WHAT THE EXERCISE ASKS: One line at a time, check the entries below for the word "result", and copy each line that has it.

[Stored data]
//! Tool-specific error types.

use std::time::Duration;

use rmcp::ErrorData as McpError;
use serde_json::json;
use thiserror::Error;

use crate::domains::travel::CollaboratorError;

/// Errors that can occur during tool operations.
#[derive(Debug, Error)]
pub enum ToolError {
    /// The requested tool is not registered.
    #[error("Unsupported tool: {0}")]
    UnknownTool(String),

    /// A field listed as required by the input schema is absent.
    #[error("Missing required argument: {field}")]
    MissingRequiredArgument { field: String },

    /// A field is present but does not have the declared type.
    #[error("Invalid argument '{field}': expected {expected}")]
    InvalidArgument {
        field: String,
        expected: &'static str,
    },

    /// The pipeline or search collaborator failed while running.
    #[error("{collaborator} failed: {source}")]
    CollaboratorFailure {
        collaborator: &'static str,
        #[source]
        source: CollaboratorError,
    },

    /// The collaborator did not finish within the configured timeout.
    #[error("{collaborator} timed out after {after:?}")]
    Timeout {
        collaborator: &'static str,
        after: Duration,
    },

    /// A tool result could not be serialized.
    #[error("Failed to serialize tool result: {0}")]
    Serialization(#[source] serde_json::Error),

    /// A tool with the same name is already registered.
    #[error("Tool already registered: {0}")]
    DuplicateTool(String),

    /// An internal error occurred.
    #[error("Internal error: {0}")]
    Internal(String),
}

impl ToolError {
    /// Create a new "unknown tool" error.
    pub fn unknown_tool(name: impl Into<String>) -> Self {
        Self::UnknownTool(name.into())
    }

    /// Create a new "missing required argument" error.
    pub fn missing_argument(field: impl Into<String>) -> Self {
        Self::MissingRequiredArgument {
            field: field.into(),
        }
    }

    /// Create a new "invalid argument" error.
    pub fn invalid_argument(field: impl Into<String>, expected: &'static str) -> Self {
        Self::InvalidArgument {
            field: field.into(),
            expected,
        }
    }

    /// Wrap a collaborator error.
    pub fn collaborator(collaborator: &'static str, source: CollaboratorError) -> Self {
        Self::CollaboratorFailure {
            collaborator,
            source,
        }
    }

    /// Create a new "internal" error.
    pub fn internal(msg: impl Into<String>) -> Self {
        Self::Internal(msg.into())
    }

    /// Whether the error was caused by the caller's request rather than by
    /// the server or a collaborator.
    pub fn is_client_error(&self) -> bool {
        matches!(
            self,
            Self::UnknownTool(_)
                | Self::MissingRequiredArgument { .. }
                | Self::InvalidArgument { .. }
        )
    }
}

impl From<ToolError> for McpError {
    fn from(err: ToolError) -> Self {
        let message = err.to_string();
        match &err {
            ToolError::UnknownTool(name) => {
                McpError::invalid_params(message, Some(json!({ "tool": name })))
            }
            ToolError::MissingRequiredArgument { field } => {
                McpError::invalid_params(message, Some(json!({ "field": field })))
            }
            ToolError::InvalidArgument { field, expected } => McpError::invalid_params(
                message,
                Some(json!({ "field": field, "expected": expected })),
            ),
            ToolError::CollaboratorFailure {
                collaborator,
                source,
            } => McpError::internal_error(
                message,
                Some(json!({
                    "collaborator": collaborator,
                    "detail": source.to_string(),
                })),
            ),
            ToolError::Timeout {
                collaborator,
                after,
            } => McpError::internal_error(
                message,
                Some(json!({
                    "collaborator": collaborator,
                    "timeout_secs": after.as_secs(),
                })),
            ),
            ToolError::Serialization(_) | ToolError::DuplicateTool(_) | ToolError::Internal(_) => {
                McpError::internal_error(message, None)
            }
        }
    }
}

RESPONSE AREA:
    /// A tool result could not be serialized.
    #[error("Failed to serialize tool result: {0}")]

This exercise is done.